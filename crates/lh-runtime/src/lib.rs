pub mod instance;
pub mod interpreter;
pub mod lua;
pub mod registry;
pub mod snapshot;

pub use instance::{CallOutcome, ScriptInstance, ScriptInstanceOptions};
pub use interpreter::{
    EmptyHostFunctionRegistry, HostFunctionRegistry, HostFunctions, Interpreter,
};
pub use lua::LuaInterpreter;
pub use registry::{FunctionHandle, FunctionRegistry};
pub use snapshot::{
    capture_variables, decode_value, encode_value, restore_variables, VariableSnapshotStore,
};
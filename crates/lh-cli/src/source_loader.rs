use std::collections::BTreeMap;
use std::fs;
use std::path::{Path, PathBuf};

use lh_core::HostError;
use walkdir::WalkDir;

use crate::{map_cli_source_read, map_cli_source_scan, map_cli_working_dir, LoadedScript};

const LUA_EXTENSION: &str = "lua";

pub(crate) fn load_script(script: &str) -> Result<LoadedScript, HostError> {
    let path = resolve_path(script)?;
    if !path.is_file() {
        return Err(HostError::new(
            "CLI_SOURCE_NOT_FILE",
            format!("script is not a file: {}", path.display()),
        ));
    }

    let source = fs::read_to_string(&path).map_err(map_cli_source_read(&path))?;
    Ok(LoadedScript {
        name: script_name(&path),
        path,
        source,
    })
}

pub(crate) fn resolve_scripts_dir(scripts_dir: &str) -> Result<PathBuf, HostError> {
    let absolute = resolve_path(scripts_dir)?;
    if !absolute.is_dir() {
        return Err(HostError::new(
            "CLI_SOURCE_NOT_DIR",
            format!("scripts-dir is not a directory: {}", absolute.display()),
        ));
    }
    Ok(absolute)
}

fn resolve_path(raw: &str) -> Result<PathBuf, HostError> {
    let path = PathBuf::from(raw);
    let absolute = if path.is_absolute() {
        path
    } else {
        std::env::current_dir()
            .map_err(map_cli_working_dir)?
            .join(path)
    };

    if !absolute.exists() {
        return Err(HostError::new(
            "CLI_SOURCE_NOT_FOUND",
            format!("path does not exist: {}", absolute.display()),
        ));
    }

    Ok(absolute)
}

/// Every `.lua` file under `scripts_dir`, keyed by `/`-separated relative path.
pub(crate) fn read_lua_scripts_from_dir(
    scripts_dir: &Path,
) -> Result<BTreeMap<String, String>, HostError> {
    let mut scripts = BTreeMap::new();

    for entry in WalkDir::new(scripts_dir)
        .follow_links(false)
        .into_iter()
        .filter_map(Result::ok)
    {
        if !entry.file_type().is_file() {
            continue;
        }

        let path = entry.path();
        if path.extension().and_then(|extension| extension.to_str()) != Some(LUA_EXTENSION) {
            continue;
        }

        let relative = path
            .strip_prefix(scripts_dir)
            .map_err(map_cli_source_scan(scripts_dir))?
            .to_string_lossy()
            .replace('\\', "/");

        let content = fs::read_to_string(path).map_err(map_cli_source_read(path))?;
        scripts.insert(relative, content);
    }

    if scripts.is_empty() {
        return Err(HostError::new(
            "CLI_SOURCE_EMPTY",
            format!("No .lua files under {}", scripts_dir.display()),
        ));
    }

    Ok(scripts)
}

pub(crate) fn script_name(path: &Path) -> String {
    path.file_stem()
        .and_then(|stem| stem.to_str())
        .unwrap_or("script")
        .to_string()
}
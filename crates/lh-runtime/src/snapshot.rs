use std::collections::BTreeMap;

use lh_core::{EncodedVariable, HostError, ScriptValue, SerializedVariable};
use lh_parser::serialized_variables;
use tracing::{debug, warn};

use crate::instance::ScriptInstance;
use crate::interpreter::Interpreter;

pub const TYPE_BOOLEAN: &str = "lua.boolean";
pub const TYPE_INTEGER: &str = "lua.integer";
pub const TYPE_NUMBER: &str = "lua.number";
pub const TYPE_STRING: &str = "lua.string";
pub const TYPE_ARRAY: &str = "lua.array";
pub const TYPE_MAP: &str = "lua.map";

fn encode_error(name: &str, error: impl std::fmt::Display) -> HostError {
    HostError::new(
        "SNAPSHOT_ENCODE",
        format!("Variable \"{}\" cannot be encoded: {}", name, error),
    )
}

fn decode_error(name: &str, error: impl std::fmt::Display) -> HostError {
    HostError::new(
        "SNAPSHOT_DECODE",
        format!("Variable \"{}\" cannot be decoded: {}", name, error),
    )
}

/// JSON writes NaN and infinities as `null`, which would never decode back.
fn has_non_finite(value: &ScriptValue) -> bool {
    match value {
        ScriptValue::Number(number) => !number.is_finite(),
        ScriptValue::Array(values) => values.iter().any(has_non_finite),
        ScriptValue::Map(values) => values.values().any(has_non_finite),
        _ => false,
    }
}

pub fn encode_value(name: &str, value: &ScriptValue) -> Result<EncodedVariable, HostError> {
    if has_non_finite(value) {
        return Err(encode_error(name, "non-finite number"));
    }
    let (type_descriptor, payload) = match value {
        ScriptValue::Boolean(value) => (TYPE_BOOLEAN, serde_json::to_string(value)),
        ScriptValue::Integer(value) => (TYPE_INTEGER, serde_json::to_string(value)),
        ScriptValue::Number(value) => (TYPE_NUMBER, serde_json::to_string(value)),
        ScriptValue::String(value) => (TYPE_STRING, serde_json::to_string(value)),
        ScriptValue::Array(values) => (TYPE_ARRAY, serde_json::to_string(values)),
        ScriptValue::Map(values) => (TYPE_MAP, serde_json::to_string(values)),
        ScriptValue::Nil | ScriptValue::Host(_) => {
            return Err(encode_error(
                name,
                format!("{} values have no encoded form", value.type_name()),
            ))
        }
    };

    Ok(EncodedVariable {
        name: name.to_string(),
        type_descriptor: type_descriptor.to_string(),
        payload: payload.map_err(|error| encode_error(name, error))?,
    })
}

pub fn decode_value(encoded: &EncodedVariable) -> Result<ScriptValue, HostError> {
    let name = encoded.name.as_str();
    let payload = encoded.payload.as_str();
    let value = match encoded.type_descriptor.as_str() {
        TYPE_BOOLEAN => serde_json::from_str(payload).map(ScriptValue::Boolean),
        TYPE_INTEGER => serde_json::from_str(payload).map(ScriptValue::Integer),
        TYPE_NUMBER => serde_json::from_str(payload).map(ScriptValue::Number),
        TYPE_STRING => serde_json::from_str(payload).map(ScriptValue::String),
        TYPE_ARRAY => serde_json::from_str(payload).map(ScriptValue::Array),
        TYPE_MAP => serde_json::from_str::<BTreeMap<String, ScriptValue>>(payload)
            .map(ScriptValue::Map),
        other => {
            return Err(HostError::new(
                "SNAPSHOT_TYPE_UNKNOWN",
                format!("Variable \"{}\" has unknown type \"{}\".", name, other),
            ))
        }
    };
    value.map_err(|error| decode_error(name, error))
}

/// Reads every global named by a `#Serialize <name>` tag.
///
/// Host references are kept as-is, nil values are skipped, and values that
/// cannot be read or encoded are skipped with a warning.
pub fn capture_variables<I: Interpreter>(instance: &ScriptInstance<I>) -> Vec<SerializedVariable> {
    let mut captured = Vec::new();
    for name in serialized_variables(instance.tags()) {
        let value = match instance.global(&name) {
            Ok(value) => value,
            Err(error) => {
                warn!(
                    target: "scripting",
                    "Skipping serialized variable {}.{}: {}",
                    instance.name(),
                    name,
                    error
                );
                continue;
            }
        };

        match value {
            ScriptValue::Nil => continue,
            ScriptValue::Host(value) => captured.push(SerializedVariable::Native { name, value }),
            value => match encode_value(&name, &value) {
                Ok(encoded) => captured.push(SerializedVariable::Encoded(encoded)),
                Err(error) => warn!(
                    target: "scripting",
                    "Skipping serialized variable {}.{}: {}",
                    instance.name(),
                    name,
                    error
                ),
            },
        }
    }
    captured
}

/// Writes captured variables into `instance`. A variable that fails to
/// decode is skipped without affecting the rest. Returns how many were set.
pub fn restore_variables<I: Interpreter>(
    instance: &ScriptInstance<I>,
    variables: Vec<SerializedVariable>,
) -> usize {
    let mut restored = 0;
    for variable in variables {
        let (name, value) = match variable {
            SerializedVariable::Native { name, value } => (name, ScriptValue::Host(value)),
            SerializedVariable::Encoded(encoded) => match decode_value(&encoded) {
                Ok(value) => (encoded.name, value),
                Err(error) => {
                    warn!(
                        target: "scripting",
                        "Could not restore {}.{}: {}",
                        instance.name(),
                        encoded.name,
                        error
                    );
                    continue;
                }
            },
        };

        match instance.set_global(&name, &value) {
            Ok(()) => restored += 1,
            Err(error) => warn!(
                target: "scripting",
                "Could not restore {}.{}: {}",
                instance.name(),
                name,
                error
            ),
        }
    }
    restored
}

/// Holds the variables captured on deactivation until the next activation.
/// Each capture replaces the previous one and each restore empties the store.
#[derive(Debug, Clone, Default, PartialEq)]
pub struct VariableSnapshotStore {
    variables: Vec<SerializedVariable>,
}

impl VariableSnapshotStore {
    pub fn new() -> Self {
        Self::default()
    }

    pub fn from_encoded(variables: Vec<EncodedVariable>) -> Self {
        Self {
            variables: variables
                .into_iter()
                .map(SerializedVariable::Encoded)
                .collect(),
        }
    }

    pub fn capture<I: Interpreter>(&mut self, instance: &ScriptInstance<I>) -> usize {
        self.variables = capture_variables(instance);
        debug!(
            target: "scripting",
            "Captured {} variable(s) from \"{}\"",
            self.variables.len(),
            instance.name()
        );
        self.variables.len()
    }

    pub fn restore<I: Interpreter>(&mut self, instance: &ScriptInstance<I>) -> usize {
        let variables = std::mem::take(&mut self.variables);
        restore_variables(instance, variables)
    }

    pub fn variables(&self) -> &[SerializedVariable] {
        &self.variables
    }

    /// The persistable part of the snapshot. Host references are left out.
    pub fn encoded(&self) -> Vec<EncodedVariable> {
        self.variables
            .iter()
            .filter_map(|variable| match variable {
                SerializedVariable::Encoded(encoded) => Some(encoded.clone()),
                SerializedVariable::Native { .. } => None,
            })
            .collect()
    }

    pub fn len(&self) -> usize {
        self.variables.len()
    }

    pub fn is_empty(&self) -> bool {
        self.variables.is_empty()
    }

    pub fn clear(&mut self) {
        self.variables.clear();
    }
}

### Your instructions
Please show every line of the entries above that contains the word "crates".

### Task result
filename crates/lh-runtime/src/lib.rs
filename crates/lh-cli/src/source_loader.rs
filename crates/lh-runtime/src/snapshot.rs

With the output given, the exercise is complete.